▶ WORK INSTRUCTION
Copy whichever lines of the data hold the word "when".

▶ PROVIDED MATERIAL

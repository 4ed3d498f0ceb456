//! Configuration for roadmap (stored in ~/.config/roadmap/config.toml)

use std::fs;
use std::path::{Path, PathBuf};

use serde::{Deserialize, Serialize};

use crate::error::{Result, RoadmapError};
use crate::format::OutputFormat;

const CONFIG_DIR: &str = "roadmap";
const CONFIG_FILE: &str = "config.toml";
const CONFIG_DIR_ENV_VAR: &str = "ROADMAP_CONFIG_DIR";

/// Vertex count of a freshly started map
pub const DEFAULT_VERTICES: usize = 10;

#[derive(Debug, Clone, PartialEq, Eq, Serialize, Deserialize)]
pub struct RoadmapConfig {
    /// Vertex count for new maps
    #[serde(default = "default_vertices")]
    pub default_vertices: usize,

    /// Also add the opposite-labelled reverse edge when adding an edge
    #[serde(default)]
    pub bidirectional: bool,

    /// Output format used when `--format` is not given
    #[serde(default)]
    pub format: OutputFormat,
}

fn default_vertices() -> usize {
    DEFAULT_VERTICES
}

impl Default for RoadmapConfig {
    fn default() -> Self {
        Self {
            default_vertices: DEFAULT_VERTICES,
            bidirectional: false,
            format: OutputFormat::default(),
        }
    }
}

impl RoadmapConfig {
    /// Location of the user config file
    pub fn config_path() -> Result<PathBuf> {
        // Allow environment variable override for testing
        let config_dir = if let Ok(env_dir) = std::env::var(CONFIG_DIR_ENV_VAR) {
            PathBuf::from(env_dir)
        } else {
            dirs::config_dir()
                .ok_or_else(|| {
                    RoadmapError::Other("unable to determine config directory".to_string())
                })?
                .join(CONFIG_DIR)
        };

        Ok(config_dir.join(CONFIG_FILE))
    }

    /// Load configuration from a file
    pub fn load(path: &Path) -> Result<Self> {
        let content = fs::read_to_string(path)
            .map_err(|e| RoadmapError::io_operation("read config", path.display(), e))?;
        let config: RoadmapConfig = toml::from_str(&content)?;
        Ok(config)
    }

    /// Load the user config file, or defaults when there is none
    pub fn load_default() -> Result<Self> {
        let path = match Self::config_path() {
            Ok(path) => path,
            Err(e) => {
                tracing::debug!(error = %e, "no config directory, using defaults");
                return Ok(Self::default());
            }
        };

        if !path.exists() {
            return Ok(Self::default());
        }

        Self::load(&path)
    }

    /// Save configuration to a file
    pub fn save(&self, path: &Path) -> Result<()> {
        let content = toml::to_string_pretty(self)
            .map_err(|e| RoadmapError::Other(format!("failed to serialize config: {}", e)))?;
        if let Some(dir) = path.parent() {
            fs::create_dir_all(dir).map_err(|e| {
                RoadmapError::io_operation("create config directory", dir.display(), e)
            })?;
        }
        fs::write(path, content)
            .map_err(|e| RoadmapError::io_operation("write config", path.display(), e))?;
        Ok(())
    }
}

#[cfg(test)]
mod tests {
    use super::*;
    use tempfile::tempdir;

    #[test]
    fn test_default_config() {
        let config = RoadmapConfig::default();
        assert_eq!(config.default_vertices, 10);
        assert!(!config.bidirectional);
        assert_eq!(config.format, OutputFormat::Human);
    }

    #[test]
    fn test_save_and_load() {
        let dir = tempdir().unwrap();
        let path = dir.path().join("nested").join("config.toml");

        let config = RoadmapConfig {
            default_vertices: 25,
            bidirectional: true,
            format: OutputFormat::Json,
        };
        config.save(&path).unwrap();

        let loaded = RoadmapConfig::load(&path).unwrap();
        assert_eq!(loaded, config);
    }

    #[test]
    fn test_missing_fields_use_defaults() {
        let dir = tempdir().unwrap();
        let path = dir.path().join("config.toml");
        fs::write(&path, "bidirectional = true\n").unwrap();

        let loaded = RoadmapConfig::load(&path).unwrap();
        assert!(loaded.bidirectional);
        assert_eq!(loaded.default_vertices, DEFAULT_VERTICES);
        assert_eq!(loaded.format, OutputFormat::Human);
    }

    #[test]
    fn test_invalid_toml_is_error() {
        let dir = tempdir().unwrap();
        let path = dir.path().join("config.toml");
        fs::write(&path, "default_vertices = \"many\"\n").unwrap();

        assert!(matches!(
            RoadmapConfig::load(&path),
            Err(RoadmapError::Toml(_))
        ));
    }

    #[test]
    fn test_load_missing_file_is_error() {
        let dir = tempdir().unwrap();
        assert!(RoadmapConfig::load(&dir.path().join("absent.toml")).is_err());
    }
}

▶ REPLY
    /// Also add the opposite-labelled reverse edge when adding an edge
    /// Output format used when `--format` is not given
    /// Load the user config file, or defaults when there is none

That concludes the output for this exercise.